I’m standing on the roof of a custom-built chalet, nearly 200 feet off the ground, and Darrel Bossert is doing everything he can to convince me to jump. Bossert is the owner and operator of Alternative Adventures, located just outside of Jasper National Park, and it’s his “superhero zipline” — which over the past decade has helped more than 18,000 people soar through the air and back to the ground below — that has turned my legs to cement. I’m terrified, frankly, and have told him so. Back during orientation, he told our group that fully half of his customers, “at some point, go, ‘Oh my god, I don’t think I can do it.’” But right now, even being part of the majority is cold comfort.
As the person responsible for coaxing terrified tourists like me to dive headfirst off a building, Bossert’s job requires a subtle mix of salesmanship and psychology. Luckily, he’s also a born talker, the kind of guy who comes alive in front of a group and who claps his hands for emphasis when he gets to the really good part of a story; you want to believe everything he says. Bossert is a Jasper native who drew the first diagram of what would become Alternative Adventures in the 1970s while working at a nearby coal mine. He’s made it his goal to share the experience of flying with others ever since.
And for Bossert, it’s more than just a business. It’s personal. From a young age, he suffered from a serious, even crippling fear of heights. “My three younger sisters all learned to ski before me, because I was scared of riding the ski lift,” he says. “I was pretty sure I was going to be the first to fall off it.” Slowly, with the help of friends, Bossert was able to try out and eventually even enjoy outdoor sports — especially hang gliding, which he and his buddies would do from nearby Athabasca Tower. As he got better at it, Bossert wanted to share that thrilling feeling of being airborne with other people. But it was too labour-intensive to bring people up, one by one, to do tandem flights. That’s when the idea of a zipline came into his head, and it’s never left.
Back at the Alternative Adventures kiosk, my nerves were kicking into high gear even as I signed the waiver. I felt jittery. While waiting for the rest of our group next to his old white van, which Bossert intentionally swerved and fishtailed all the way up the hill to get us comfortable with being uncomfortable, he pointed out different kinds of clouds in the sky and what each one means for predicting rain. I nodded gamely. But I didn’t hear a word.
Once we were at the top of the hill, Bossert led us up a flight of stairs and out onto the chalet roof. A cable above our heads ran on a diagonal all the way to the bottom of the run, where a huge chequered flag awaited. Directly in front of us, meanwhile, was a downhill ramp with two sets of white markings: you started at one, and when you reached the other one, you jumped. As each member of my group got clicked into the system, had their line adjusted (the more slack, the more it feels like you’re flying), and took off, I talked myself through every available out. “Not everyone is cut out for ziplining, right? I’m just one of those people. No one needs to know I backed out. The rest of my group won’t think less of me."

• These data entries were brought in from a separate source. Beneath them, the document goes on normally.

use fieldnode::color::Color;
use fieldnode::parameters::{ParameterError, Parameters};

use crate::error::{Error, Result};
use crate::hal::{ColorEncoding, LedDriver};

use super::super::{Capability, LedStrip, Peripheral, PeripheralEnv, PeripheralRef, shared};

const COLOR_ENCODING_KEY: &str = "color_encoding";

/// A strip of addressable RGB or RGBW LEDs.
pub struct NeoPixel {
    driver: Box<dyn LedDriver>,
    encoding: ColorEncoding,
    color: Color,
}

impl NeoPixel {
    /// Type name.
    pub const TYPE_NAME: &'static str = "NeoPixel";
    /// Implemented capabilities.
    pub const CAPABILITIES: &'static [Capability] = &[Capability::LedStrip];

    /// Configures the strip.
    ///
    /// The `color_encoding` parameter is any ordering of `rgb` or `rgbw`,
    /// such as `grb` or `WRGB`.
    ///
    /// # Errors
    ///
    /// An error is returned when a parameter is missing or malformed.
    pub fn new(parameters: &Parameters<'_>, env: &PeripheralEnv<'_>) -> Result<Self> {
        let name = parameters.str(COLOR_ENCODING_KEY)?;
        let pin = parameters.pin("led_pin")?;
        let led_count = u16::try_from(parameters.u64("led_count")?)
            .map_err(|_| ParameterError::invalid("led_count", "unsigned int up to 65535"))?;

        let encoding = ColorEncoding::from_name(name)
            .ok_or_else(|| Error::construction(format!("Invalid color encoding value: {name}")))?;

        let driver = env.hardware.board().led_strip(pin, led_count, encoding)?;

        Ok(Self {
            driver,
            encoding,
            color: Color::default(),
        })
    }

    pub(crate) fn create(
        parameters: &Parameters<'_>,
        env: &PeripheralEnv<'_>,
    ) -> Result<PeripheralRef> {
        Self::new(parameters, env).map(shared)
    }

    /// Returns the color currently shown.
    #[must_use]
    pub const fn color(&self) -> Color {
        self.color
    }

    /// Returns the color encoding of the strip.
    #[must_use]
    pub const fn encoding(&self) -> ColorEncoding {
        self.encoding
    }
}

impl LedStrip for NeoPixel {
    fn turn_on(&mut self, color: Color) -> Result<()> {
        self.driver.fill(color)?;
        self.color = color;
        Ok(())
    }

    fn turn_off(&mut self) -> Result<()> {
        self.driver.fill(Color::default())?;
        self.color = Color::default();
        Ok(())
    }
}

impl Peripheral for NeoPixel {
    fn type_name(&self) -> &'static str {
        Self::TYPE_NAME
    }

    fn as_led_strip(&mut self) -> Option<&mut dyn LedStrip> {
        Some(self)
    }
}

#[cfg(test)]
mod tests {
    use serde_json::json;

    use fieldnode::color::Color;
    use fieldnode::parameters::Parameters;

    use crate::tests::test_controller;

    use super::super::super::Peripheral;
    use super::NeoPixel;

    #[test]
    fn turn_on_and_off() {
        let (controller, board) = test_controller();
        let value = json!({"color_encoding": "GRBW", "led_pin": 27, "led_count": 8});
        let parameters = Parameters::from_value(&value).unwrap();
        let mut strip = NeoPixel::new(&parameters, &controller.env()).unwrap();
        assert!(strip.encoding().has_white());

        let color = Color::rgb(255, 64, 0);
        strip.as_led_strip().unwrap().turn_on(color).unwrap();
        assert_eq!(board.strip(27), Some(color));

        strip.as_led_strip().unwrap().turn_off().unwrap();
        assert_eq!(board.strip(27), Some(Color::default()));
        assert!(strip.color().is_off());
    }

    #[test]
    fn invalid_color_encoding() {
        let (controller, _) = test_controller();
        let value = json!({"color_encoding": "rgbx", "led_pin": 27, "led_count": 8});
        let parameters = Parameters::from_value(&value).unwrap();

        assert_eq!(
            NeoPixel::new(&parameters, &controller.env())
                .err()
                .unwrap()
                .to_string(),
            "Invalid color encoding value: rgbx"
        );
    }
}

Finally, I managed to boil the problem down to this: “At first it’s going to be scary, and I can’t control that.” After that, I was truly convinced it would be OK—maybe even fun. So was I really a person who can’t survive two seconds of feeling scared? Two seconds? It was like I tell my kids when they get their flu shots: it’s going to hurt, but then it’s going to be over.
Bossert, of course, had read my fear from the start, and he’s dealt with plenty of my kind over the years. Before the park opened to the public, he was once taking some friends down the zipline when one of them suddenly panicked at the last second. “I needed to say something right then and there to help them,” Bossert told me earlier, “and I didn’t have it.” It’s taken him years to develop what he calls a “complete” explanation about how human bodies—and minds—respond to zipline conditions, and how to gently guide people through those moments of panic. “I had to come up with something true,” Bossert said. “Because if you lie to people in a place like this, they’re just going to go home.”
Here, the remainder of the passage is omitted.